Balancing outgoing traffic (was Re: MAC address on dummy0)

To:	Alexandre Cassen <Alexandre.Cassen@xxxxxxxxxx>
Subject:	Balancing outgoing traffic (was Re: MAC address on dummy0)
Cc:	Roberto Nibali <ratz@xxxxxx>, Alexandre Cassen <acassen@xxxxxxxxxxxx>, Joseph Mack <mack.joseph@xxxxxxx>, Wensong Zhang <wensong@xxxxxxxxxxxx>, <lvs-users@xxxxxxxxxxxxxxxxxxxxxx>
From:	Julian Anastasov <ja@xxxxxx>
Date:	Sat, 25 Aug 2001 03:11:58 +0000 (GMT)

        Hello,

On Fri, 24 Aug 2001, Alexandre Cassen wrote:

> > >         Hm, we better first to put the goals and the possible setups
> > > on the table. Tonight I'll try to read again the RFC and will reply
> > > again but for now, IMO, we should consider many things:
> >
> >I think this is also what I would consider Alexandre. Could you write
> >down the exact specifications and wishes? Or is it the paper you once
> >sent, or can I find it on the project's homepage?
>
> Ok will do it tonight ! The first shot is the simple PDF I have sent.

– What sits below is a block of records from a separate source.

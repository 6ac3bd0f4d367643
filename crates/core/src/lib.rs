//! Pure logic for the organization import engine.
//!
//! Everything in this crate is synchronous and free of I/O: row parsing,
//! hierarchy validation, create/update classification, reorganization
//! checks, batching arithmetic and the import workflow state machine.
//! The async batch controller lives in `orgimport-pipeline`.

pub mod batching;
pub mod classifier;
pub mod error;
pub mod reorg;
pub mod rows;
pub mod summary;
pub mod types;
pub mod validation;
pub mod workflow;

I
> will write detailed specs tonight.

        I'm reading your pdf, first some questions:

- in some setups we must consider how we can send the outgoing traffic
usually according to the source addresses. I.e. when you get WANs from
one ISP, how many subnets you receive. Same subnet or different subnet
for each WAN?

- when we have different public nets for each WAN can we send traffic
with source addresses from WAN1 through WAN2? If not, we don't have
many options for balancing the lines: we can balance only NAT-ed
hosts (see my example from yesterday on the mailing list). No place
for VRRP here. May be only if we want the internal host to use
another path to the NAT box on eth failure. In this posting you can
see that only by using routing on the NAT box one can use many WANs
for the NAT-ed traffic by using multipath (yes, you can saturate
them :)). Then what happens: the NAT box dies and our two WANs fail.
So, we have to use another gateway (NAT box) with other two WANs.
We all agree that the multipath routing plays nice role for the
NAT-ed hosts - you can use many WANs, no matter they provide you
with different public nets or with same nets. You hardcode them in
the default routes for the NAT-ed network and you usually put source
routing for the different nets. If you want to send traffic with
public IPs you can only use the available (not failed) WANs for
these IPs. In our case, when one WAN fails nobody can replace it.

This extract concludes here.